Andrew Kuhlmann, MA

About

  • Pronouns: he/they

  • Occupation and Specialty: Therapist

  • Location (Clinic/hospital): Transcend Psychotherapy, Minneapolis

  • Location (City): Telehealth only, MN

  • Offers Telehealth: Yes

  • Contact Information: https://transcendpsychotherapy.com/

  • Bio: I provide individual and relational psychotherapy for adults and older adolescents. My approach to therapy combines mindfulness, person-centered humanistic and existential theory, somatic and Internal Family Systems approaches. A lot of my work as a clinician is informed by my years of experience as a sex educator and my academic background in gender, sexuality and cultural studies.

    Many of my clients come to therapy to address concerns around gender identity, sexual orientation, the body, relationships and physical intimacy. I specialize in working with transgender and nonbinary individuals.

    My own values as a therapist are informed in part by my lived experiences as a queer, trans and neurodivergent person. I work from a trauma-informed perspective that centers client consent and autonomy. I am fat and I have a background in fat liberation activism, and I work from a place of body neutrality — there’s no wrong way to have a body. I think therapy can be a powerful space to combat oppression and contribute to the healing of intergenerational wounds.

    I have experience working with neurodivergence, chronic pain and illness, depression, childhood and family of origin trauma, grief and loss, substance use and addiction. I have specialized training in working with anxiety, and supporting clients in gender and sexuality exploration and gender affirming transition.

Approach to care

  • What does it look like for you to provide care to patients in larger bodies? How is, or isn’t, your approach different from how you care for patients in smaller bodies? If you work with children, how is or isn’t your approach different when working with children?

    I have a neutral and radically accepting approach to body size and shape. With every client, I follow their lead to set priorities for our therapeutic work. With my fat clients, I hold extra awareness of our shared experiences of weight and size-based oppression. With fat folks who are exploring gender identity or gender affirming transition, I provide compassionate and nuanced support for the complex intersections of fatness, gendered embodiment and the medicalized aspects of gender transition.

  • What is your perspective on how weight is or is not related to health?

    I understand body weight as one of many physical characteristics that could be connected to a person's overall physical and mental well being, just like their posture or gait, their levels of different neurotransmitters, or any aspect of their physical self. I believe fat people deserve healthcare providers that understand the difference between correlation and causation, and who do not pathologize higher body weights or prescribe or require weight loss. As a therapist, there is no way for me to know on my own exactly how body weight relates to my client's health. I believe that if there is a relationship between body weight and any aspect of a client's health, it's my job to learn about that relationship from my client and understand how they experience it.

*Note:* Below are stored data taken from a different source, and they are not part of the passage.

//! Error type definitions.

use log::SetLoggerError;
use reqwest::Error as ReqwestError;
use strum_macros::EnumIter as EnumIterMacro;
use thiserror::Error;

/// Fatal startup failures.
#[derive(Error, Debug)]
pub enum InitializationError {
    /// Error initializing the logger.
    #[error("Logger initialization error: {0}")]
    LoggerError(#[from] SetLoggerError),

    /// Error initializing an HTTP client.
    #[error("HTTP client initialization error: {0}")]
    HttpClientError(#[from] ReqwestError),

    /// Error opening or downloading the GeoLite database.
    #[error("GeoLite database error: {0}")]
    GeoLiteError(String),
}

/// Why a transaction was dropped somewhere in the pipeline.
///
/// Every drop increments exactly one of these counters; the stream never
/// blocks on a full queue.
#[derive(Debug, Clone, Copy, PartialEq, Eq, Hash, EnumIterMacro)]
pub enum DropReason {
    /// Enrichment queue was full; the transaction went out unenriched.
    /// Counted for visibility, the transaction itself is not lost.
    GeoQueueFull,
    /// Ready-for-dispatch buffer was full; the transaction is gone.
    TxBufferFull,
    /// Broadcast ring was full; the oldest queued transaction was evicted.
    BroadcastEvicted,
    /// A client's send queue was full; that client was closed.
    ClientQueueFull,
    /// The hub was already stopped when the transaction arrived.
    HubStopped,
}

impl DropReason {
    pub fn as_str(&self) -> &'static str {
        match self {
            DropReason::GeoQueueFull => "geo_queue_full",
            DropReason::TxBufferFull => "tx_buffer_full",
            DropReason::BroadcastEvicted => "broadcast_evicted",
            DropReason::ClientQueueFull => "client_queue_full",
            DropReason::HubStopped => "hub_stopped",
        }
    }
}
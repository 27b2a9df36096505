//! Logger initialization.

use std::io::Write;

use colored::Colorize;
use log::LevelFilter;

use crate::config::LogFormat;
use crate::error_handling::InitializationError;

/// Initializes the logger with the specified level and format.
///
/// Reads `RUST_LOG` first, then applies the explicit level on top so CLI
/// flags win. Plain format is colored for humans; JSON format emits one
/// object per line for log shippers.
pub fn init_logger_with(level: LevelFilter, format: LogFormat) -> Result<(), InitializationError> {
    let mut builder = env_logger::Builder::from_default_env();

    builder.filter_level(level);
    builder.filter_module("reqwest", LevelFilter::Info);
    builder.filter_module("hyper", LevelFilter::Info);
    builder.filter_module("tungstenite", LevelFilter::Info);
    // hickory warns about malformed UDP responses it already handles.
    builder.filter_module("hickory_proto", LevelFilter::Error);
    builder.filter_module("xrpl_atlas", level);

    match format {
        LogFormat::Json => {
            builder.format(|buf, record| {
                writeln!(
                    buf,
                    "{{\"ts\":{},\"level\":\"{}\",\"target\":\"{}\",\"msg\":{}}}",
                    chrono::Utc::now().timestamp_millis(),
                    record.level(),
                    record.target(),
                    serde_json::to_string(&record.args().to_string())
                        .unwrap_or_else(|_| "\"\"".into())
                )
            });
        }
        LogFormat::Plain => {
            builder.format(|buf, record| {
                let level = record.level();
                let colored_level = match level {
                    log::Level::Error => level.to_string().red(),
                    log::Level::Warn => level.to_string().yellow(),
                    log::Level::Info => level.to_string().green(),
                    log::Level::Debug => level.to_string().blue(),
                    log::Level::Trace => level.to_string().purple(),
                };
                writeln!(
                    buf,
                    "{} [{}] {}",
                    record.target().cyan(),
                    colored_level,
                    record.args()
                )
            });
        }
    }

    // try_init so tests may call this more than once.
    builder.try_init().map_err(InitializationError::from)?;
    Ok(())
}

  • Finish this sentence: “Fat people are…” 

    medically underserved! We deserve compassionate, personalized, insightful and effective healthcare.

  • How do you, your clinic, and the healthcare system you work in use BMI (i.e BMI cutoffs for accessing certain services, BMI on charts and printouts, etc)? Is this flexible?

    BMI is not a measure I use in my work as a therapist. I don't think it's a useful measurement for evaluating anything about a person's body, behavior or well being.

  • If a patient declines to be weighed, how do you and/or your staff proceed?

    I'm a therapist, weighing clients is not a part of that care.

  • If a patient declines to discuss weight loss, nutrition, and/or exercise, how do you proceed?

    As a collaborative and client-centered therapist, I do not force clients to discuss any topic. When I occasionally bring these topics up, I do it in a trauma-informed and consent-focused way, not prescriptive.

  • What does the physical accessibility of your office space look like? What kinds of accommodations are present for people in larger bodies? Are there things you wish were in place that are currently not? 

    I provide telehealth services so physical accessibility is a factor in the space where the client is located when connecting to our video sessions. I work with my clients to make the audio and video parts of telehealth as comfortable and accessible as possible.

  • What do you do to allow fat people to feel comfortable and welcome in your office? 

    My office is online! I try to keep my backdrop visuals warm and friendly for everybody.

  • If you’d like to use this space to talk about any identities (gender, race, size, sexuality, etc.) you hold and how this relates to your care, please do so.

    I am a trans man, I'm white and queer. I have lived experience with chronic health conditions. I'm a fat person, and I've lived for years in many different parts of the fat body spectrum. Insights from all these experiences inform my approach to therapy.